The pair are both former West Point instructors who now teach at the Combat Studies Institute at Fort Leavenworth in Kansas. Today they will practice what the Army has long considered crucial to military science: historical role-playing.
Sarabia pretends it's October 23, 1864, in the final hours of the Battle of Westport. The three-day Civil War conflict spread across what's now Kansas City, from Swope Park to Brookside. More than 30,000 troops clashed that day in what has come to be called the Gettysburg of the West. Some 1,500 died, and the victor gained control of the highly contested border state of Missouri.
The Confederates took position at the top of what later was called "Bloody Hill." Union forces had to make a frontal, uphill assault to attack. Such a move would usually mean heavy casualties, Boisson explains.
But the Union forces that day had a tactical advantage with the repeating rifles they carried. The Confederate soldiers had antiquated single-shot rifles. The Union troops could get off seven shots to every one from the Confederates.
"This isn't a game of stump the chump," Sarabia says. It's supposed to be about trusting your gut. "What would you do?"
Because of the tactical advantage, Sarabia says he'd charge. According to the history books, the Union did charge, taking Confederate snipers by surprise. The attack forced the Southerners to retreat. The victory allowed the Union to claim Missouri and helped the North repel the Confederate army's attempt at a western expansion.
Such re-enactments have become common for the instructors at the Combat Studies Institute. The Army's only college for its upper brass has been using these "staff ride" field trips since 1982 to teach battle tactics. About 1,000 Army majors a year enroll in a fall or winter 10-month course. The staff ride program is an elective taken by about 20 percent of them.
Such exercises were first used during the Civil War when generals would revisit bloodied battlefields to learn from the experiences of other military leaders. But the practice of walking the battlefield has become more difficult. Some have been built over; some parts of the Battle of Westport are now covered by midtown neighborhoods, and others rest under a small industrial park that includes a giant Dr Pepper can marking the entrance to a soda bottling plant.
For different reasons, the military has few chances to walk battle sites in Iraq. Many are simply too hostile and unlikely to get any safer anytime soon. And the need for planning against insurgent attacks is becoming only more vital as the country descends into what many are now calling a civil war.

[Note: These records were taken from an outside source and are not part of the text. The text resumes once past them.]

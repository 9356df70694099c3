// Allow missing docs for internal items in development
#![allow(missing_docs)]

//! KB API Gateway - JSON call envelopes for chat, team and key-value store
//! backends, plus a chat notification relay.
//!
//! # Architecture
//!
//! ```text
//! ┌──────────────────────────────────────────────────────────────────┐
//! │                        API GATEWAY                               │
//! ├──────────────────────────────────────────────────────────────────┤
//! │   send_chat_api     send_team_api     send_kvstore_api           │
//! │         │                 │                  │                   │
//! │  ┌──────┴─────────────────┴──────────────────┴──────┐            │
//! │  │   Call decoder → Registry → options → handler    │            │
//! │  │        (per-method timeout, rate-limit merge)    │            │
//! │  └──────────────────────┬───────────────────────────┘            │
//! │                         │                                        │
//! │  ┌──────────────────────┴───────────────────────────┐            │
//! │  │   Session: Chat / Team / Kv / Session ports      │            │
//! │  └──────────────────────┬───────────────────────────┘            │
//! │                         │                                        │
//! │  Relay: subscribe → formatter → sink    (+ heartbeat task)       │
//! └─────────────────────────┼────────────────────────────────────────┘
//!                           │
//!                    Messaging backend
//! ```
//!
//! # Usage
//!
//! ```ignore
//! use kb_api_gateway::{Gateway, GatewayConfig, InMemoryBackend, Session};
//! use std::sync::Arc;
//!
//! let session = Arc::new(Session::new(Arc::new(InMemoryBackend::new("alice"))));
//! let gateway = Gateway::new(GatewayConfig::default(), session)?;
//! let mut out = Vec::new();
//! gateway.send_chat_api(br#"{"method": "list"}"#, &mut out).await?;
//! ```
//!
//! # Failure layers
//!
//! - Transport errors (`GatewayError`) abort a request and produce no reply
//! - Call errors (`ApiError`) come back inside the reply
//! - Relay errors (`RelayError`) end the relay

#![warn(clippy::all)]
#![deny(unsafe_code)]

pub mod adapters;
pub mod domain;
pub mod notify;
pub mod ports;
pub mod rpc;
pub mod service;

// Re-exports for public API
pub use adapters::InMemoryBackend;
pub use domain::config::{GatewayConfig, LimitsConfig, RelayConfig};
pub use domain::envelope::{Call, Reply, API_VERSION};
pub use domain::error::{ApiError, ApiResult, BackendError, GatewayError, RelayError};
pub use domain::methods::{get_method_info, is_method_supported, ApiSurface, MethodInfo};
pub use domain::rate_limit::RateLimit;
pub use domain::types::*;
pub use notify::{Relay, RelayExit, RelayHandle, RelayState};
pub use ports::Session;
pub use service::Gateway;

/// Crate version
pub const VERSION: &str = env!("CARGO_PKG_VERSION");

So in 2004, the institute drafted ideas for a computer simulator to re-create battle scenes. The Army paid $270,000 last year to software companies MetaVR and Terrex to build the "virtual staff rides." Each scene is modeled on satellite imagery that shows the features of the scene everything from desert huts to Baghdad skyscrapers.
So far, they've developed more than 20 battles, including the "thunder runs," the first U.S. troop invasions of Baghdad in April 2003, says Lt. Col. Kevin Kennedy, who is in charge of running the virtual staff ride. Already, 75 officers have taken the virtual staff rides course, and, because of demand, the institute expects to double the program this fall. By then, the classroom should be filled with Iraq war veterans. Some may be studying their own engagements, like football players reviewing postgame tapes.
On a recent afternoon inside Fort Leavenworth's Flint Hall, Kennedy demonstrates the system, standing in front of what looks like a mini-IMAX. There's a theater-sized screen in front of him and two smaller screens beside him. Decked in camo, Kennedy twirls a remote control in each hand. He calls the technology "a gamer's dream."
"I've got to get a holster for these," he quips.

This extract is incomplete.